Jamais peut-être coucher du soleil ne fut aussi beau, jamais ciel ne fut aussi pur. L’astre du jour sembla s’ensevelir dans un lit d’or et de pourpre. Son disque rouge descendit à l’horizon. Mais les étoiles ne parurent pas. La nuit n’arriva pas. Au jour solaire succéda un jour cométaire et lunaire, éclairé d’une lumière intense, rappelant celle des aurores boréales, mais plus vive, émanant d’un large foyer incandescent, qui n’avait pas brillé pendant le jour parce qu’il était au-dessous de l’horizon, mais qui aurait certainement rivalisé d’éclat avec le Soleil.
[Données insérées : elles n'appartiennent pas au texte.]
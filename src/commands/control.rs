use anyhow::Result;
use serenity::all::{
    CommandInteraction, CommandOptionType, Context as SerenityContext, CreateCommand,
    CreateCommandOption,
};

use super::{Args, Reply, defer, finish, guild_of, parse_timestamp, success, user_channel};
use crate::{
    error::{AudioError, LibraryError},
    state::AppState,
};

fn simple(name: &str, description: &str) -> CreateCommand {
    CreateCommand::new(name)
        .description(description)
        .dm_permission(false)
}

pub fn definitions() -> Vec<CreateCommand> {
    vec![
        simple("pause", "Pause the current song"),
        simple("resume", "Resume playback"),
        simple("seek", "Jump to a point in the current song").add_option(
            CreateCommandOption::new(
                CommandOptionType::String,
                "timestamp",
                "Where to jump, like 1m30s, 90s or 1:30",
            )
            .required(true),
        ),
        simple("shuffle", "Shuffle the upcoming songs"),
        simple("clear", "Remove every upcoming song, keeping the current one"),
        simple("connect", "Join your voice channel"),
        simple("disconnect", "Leave the voice channel"),
    ]
}

pub async fn handle(ctx: &SerenityContext, cmd: &CommandInteraction, state: &AppState) -> Result<()> {
    defer(ctx, cmd).await;
    let outcome = run(ctx, cmd, state).await;
    finish(ctx, cmd, outcome).await
}

async fn run(ctx: &SerenityContext, cmd: &CommandInteraction, state: &AppState) -> Result<Reply, LibraryError> {
    let guild_id = guild_of(cmd)?;
    let audio = &state.audio;
    let embed = match cmd.data.name.as_str() {
        "pause" => {
            audio.pause(guild_id, true).await?;
            success("⏸️ Paused", "Use /resume to continue.")
        }
        "resume" => {
            audio.pause(guild_id, false).await?;
            state.presence.forget(guild_id);
            success("▶️ Resumed", "Playback continues.")
        }
        "seek" => {
            let raw = Args::new(&cmd.data.options).required_str("timestamp")?;
            let at = parse_timestamp(raw).ok_or_else(|| {
                LibraryError::invalid(format!("`{raw}` is not a timestamp. Try 1m30s, 90s or 1:30."))
            })?;
            audio.seek(guild_id, at).await?;
            success("⏩ Seeked", format!("Jumped to {}.", super::format_duration(at.as_millis() as i64)))
        }
        "shuffle" => {
            let n = audio.shuffle(guild_id).await?;
            success("🔀 Shuffled", format!("Shuffled {n} upcoming song(s)."))
        }
        "clear" => {
            let n = audio.clear(guild_id).await?;
            success("🧹 Cleared", format!("Removed {n} upcoming song(s)."))
        }
        "connect" => {
            let channel = user_channel(ctx, guild_id, cmd.user.id).ok_or(AudioError::NoVoiceChannel)?;
            audio.connect(guild_id, channel).await?;
            state.bridge.seed_session(guild_id, cmd.user.id.get()).await?;
            success("🔊 Connected", format!("Joined <#{channel}>."))
        }
        "disconnect" => {
            audio.disconnect(guild_id).await?;
            state.presence.forget(guild_id);
            success("👋 Disconnected", "Left the voice channel and cleared the queue.")
        }
        other => return Err(LibraryError::invalid(format!("Unknown command `{other}`."))),
    };
    Ok(Reply::embed(embed))
}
Ce lumineux foyer se leva à l’Orient presque en même temps que la pleine lune, qui parut monter avec lui dans le ciel comme une hostie sépulcrale sur un autel funèbre, dominant le deuil immense de la nature.

À mesure qu’elle s’élevait, la lune pâlissait ; mais le foyer cométaire grandissait en éclat avec l’abaissement du Soleil au-dessous de l’horizon occidental, et maintenant, à l’heure de la nuit, il régnait sur le monde, nébuleux soleil, rouge écarlate, avec des jets de flammes jaunes et verts qui semblaient lui ouvrir une immense envergure d’ailes. Tous les regards terrifiés voyaient en lui un géant démesuré prenant possession en souverain du Ciel et de la Terre.
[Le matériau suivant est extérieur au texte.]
//! Shared helpers for unit tests.

use std::{collections::HashMap, sync::Mutex, time::Duration};

use serenity::{
    all::{ChannelId, GuildId},
    async_trait,
};
use tempfile::TempDir;
use tracing_subscriber::EnvFilter;

use crate::{
    database::{
        Database,
        types::{AutoplayMode, LoopMode},
    },
    error::AudioError,
    player::{AudioClient, LiveQueue, Playable, SearchResult, SessionSettings},
};

pub(crate) fn init_test_tracing() {
    let _ = tracing_subscriber::fmt()
        .with_env_filter(EnvFilter::try_from_default_env().unwrap_or_else(|_| EnvFilter::new("debug")))
        .with_test_writer()
        .try_init();
}

/// A database file in its own temp directory.
///
/// A file rather than `:memory:` because every gateway call opens a fresh
/// connection, and in-memory stores vanish with their connection.
pub(crate) struct TestDb {
    _dir: TempDir,
    pub(crate) db: Database,
}

impl TestDb {
    pub(crate) async fn new() -> Self {
        init_test_tracing();
        let dir = tempfile::tempdir().expect("temp dir");
        let path = dir.path().join("melodeck-test.db");
        let db = Database::open(&path.to_string_lossy())
            .await
            .expect("open test database");
        Self { _dir: dir, db }
    }
}

/// Scripted [`AudioClient`] that keeps its queue in memory.
#[derive(Default)]
pub(crate) struct FakeAudio {
    pub(crate) results: Mutex<HashMap<String, SearchResult>>,
    /// Queries that fail outright instead of returning a result.
    pub(crate) broken: Mutex<Vec<String>>,
    pub(crate) queue: Mutex<LiveQueue>,
    pub(crate) settings: Mutex<SessionSettings>,
    pub(crate) paused: Mutex<bool>,
    pub(crate) channel: Mutex<Option<ChannelId>>,
    pub(crate) skips: Mutex<usize>,
}

impl FakeAudio {
    pub(crate) fn song(title: &str, url: &str) -> Playable {
        Playable {
            title: title.to_string(),
            url: url.to_string(),
            artist: None,
            duration_ms: 180_000,
        }
    }

    pub(crate) fn with_result(self, query: &str, result: SearchResult) -> Self {
        self.results.lock().unwrap().insert(query.to_string(), result);
        self
    }

    /// Registers `songs` so that searching either their title or url finds them.
    pub(crate) fn knowing(self, songs: &[Playable]) -> Self {
        for s in songs {
            let mut results = self.results.lock().unwrap();
            results.insert(s.title.clone(), SearchResult::Track(s.clone()));
            results.insert(s.url.clone(), SearchResult::Track(s.clone()));
        }
        self
    }

    pub(crate) fn failing(self, query: &str) -> Self {
        self.broken.lock().unwrap().push(query.to_string());
        self
    }

    pub(crate) fn live(&self) -> LiveQueue {
        self.queue.lock().unwrap().clone()
    }

    pub(crate) fn set_live(&self, queue: LiveQueue) {
        *self.queue.lock().unwrap() = queue;
    }
}

#[async_trait]
impl AudioClient for FakeAudio {
    async fn search(&self, query: &str) -> Result<SearchResult, AudioError> {
        if self.broken.lock().unwrap().iter().any(|q| q == query) {
            return Err(AudioError::Search(format!("no route to {query}")));
        }
        Ok(self
            .results
            .lock()
            .unwrap()
            .get(query)
            .cloned()
            .unwrap_or(SearchResult::Empty))
    }

    async fn put(&self, _guild: GuildId, tracks: Vec<Playable>) -> Result<usize, AudioError> {
        let n = tracks.len();
        let mut q = self.queue.lock().unwrap();
        for t in tracks {
            if q.current.is_none() {
                q.current = Some(t);
            } else {
                q.upcoming.push(t);
            }
        }
        Ok(n)
    }

    async fn put_at(&self, _guild: GuildId, index: usize, track: Playable) -> Result<(), AudioError> {
        let mut q = self.queue.lock().unwrap();
        if q.current.is_none() {
            q.current = Some(track);
        } else {
            let at = index.min(q.upcoming.len());
            q.upcoming.insert(at, track);
        }
        Ok(())
    }

    async fn snapshot(&self, _guild: GuildId) -> Result<LiveQueue, AudioError> {
        Ok(self.live())
    }

    async fn play_next(&self, _guild: GuildId, volume: i32) -> Result<Option<Playable>, AudioError> {
        self.settings.lock().unwrap().volume = volume;
        *self.paused.lock().unwrap() = false;
        Ok(self.queue.lock().unwrap().current.clone())
    }

    async fn pause(&self, _guild: GuildId, paused: bool) -> Result<(), AudioError> {
        if self.live().is_empty() {
            return Err(AudioError::NothingPlaying);
        }
        *self.paused.lock().unwrap() = paused;
        Ok(())
    }

    async fn seek(&self, _guild: GuildId, _position: Duration) -> Result<(), AudioError> {
        if self.live().current.is_none() {
            return Err(AudioError::NothingPlaying);
        }
        Ok(())
    }

    async fn skip(&self, _guild: GuildId) -> Result<usize, AudioError> {
        let mut q = self.queue.lock().unwrap();
        if q.current.is_none() {
            return Err(AudioError::NothingPlaying);
        }
        *self.skips.lock().unwrap() += 1;
        q.current = if q.upcoming.is_empty() {
            None
        } else {
            Some(q.upcoming.remove(0))
        };
        Ok(q.upcoming.len() + usize::from(q.current.is_some()))
    }

    async fn stop(&self, _guild: GuildId) -> Result<(), AudioError> {
        *self.queue.lock().unwrap() = LiveQueue::default();
        Ok(())
    }

    async fn shuffle(&self, _guild: GuildId) -> Result<usize, AudioError> {
        let q = self.queue.lock().unwrap();
        Ok(q.upcoming.len())
    }

    async fn clear(&self, _guild: GuildId) -> Result<usize, AudioError> {
        let mut q = self.queue.lock().unwrap();
        let n = q.upcoming.len();
        q.upcoming.clear();
        Ok(n)
    }

    async fn set_volume(&self, _guild: GuildId, volume: i32) -> Result<(), AudioError> {
        self.settings.lock().unwrap().volume = volume;
        Ok(())
    }

    async fn set_autoplay(&self, _guild: GuildId, mode: AutoplayMode) -> Result<(), AudioError> {
        self.settings.lock().unwrap().autoplay = mode;
        Ok(())
    }

    async fn set_loop(&self, _guild: GuildId, mode: LoopMode) -> Result<(), AudioError> {
        self.settings.lock().unwrap().loop_mode = mode;
        Ok(())
    }

    async fn settings(&self, _guild: GuildId) -> SessionSettings {
        *self.settings.lock().unwrap()
    }

    async fn connect(&self, _guild: GuildId, channel: ChannelId) -> Result<(), AudioError> {
        *self.channel.lock().unwrap() = Some(channel);
        Ok(())
    }

    async fn disconnect(&self, _guild: GuildId) -> Result<(), AudioError> {
        self.channel.lock().unwrap().take().ok_or(AudioError::NotConnected)?;
        *self.queue.lock().unwrap() = LiveQueue::default();
        Ok(())
    }

    async fn is_playing(&self, _guild: GuildId) -> bool {
        self.live().current.is_some() && !*self.paused.lock().unwrap()
    }

    async fn voice_channel(&self, _guild: GuildId) -> Option<ChannelId> {
        *self.channel.lock().unwrap()
    }

    fn connected_guilds(&self) -> Vec<GuildId> {
        Vec::new()
    }
}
Déjà l’avant-garde de la chevelure cométaire avait pénétré dans l’intérieur de l’orbite lunaire ; d’un instant à l’autre, elle allait toucher les frontières raréfiées de l’atmosphère terrestre, vers 200 kilomètres de hauteur.

C’est à ce moment que tous les yeux devinrent hagards et effroyablement affolés en voyant s’allumer autour de l’horizon comme un vaste incendie élevant dans le ciel de petites flammes violacées. Presque immédiatement après, la comète diminua d’éclat, sans doute parce que, sur le point de toucher la Terre, elle avait pénétré dans l’ombre de notre planète et avait perdu une partie de sa lumière, celle qui venait du Soleil ; cette extinction apparente était due surtout à un effet de contraste ; car, lorsque les yeux moins éblouis se furent accoutumés à cette nouvelle clarté, elle parut presque aussi intense que la première, mais blafarde, sinistre, sépulcrale. Jamais la Terre n’avait été éclairée d’une pareille lueur : c’était comme une profondeur d’illumination blême, au delà de laquelle transparaissaient des élancements d’éclairs. La sécheresse de l’air respirable devint intolérable ; la chaleur d’un four brûlant souffla d’en haut, et une horrible odeur de soufre, due sans doute à l’ozone surélectrisé, empesta l’atmosphère. Chacun se crut à sa dernière minute.

Un grand cri domina toutes les angoisses.

La terre brûle !la terre brûle ! s’écriait-on partout en une rumeur formidable…

Tout l’horizon, en effet, semblait allumé maintenant d’une couronne de flammes bleuâtres. C’était bien, comme on l’avait prévu, l’oxyde de carbone qui brûlait à l’air en produisant de l’anhydride carbonique. Sans doute aussi, de l’hydrogène cométaire s’y combinait-il lentement. Chacun croyait voir un feu funèbre autour d’un catafalque.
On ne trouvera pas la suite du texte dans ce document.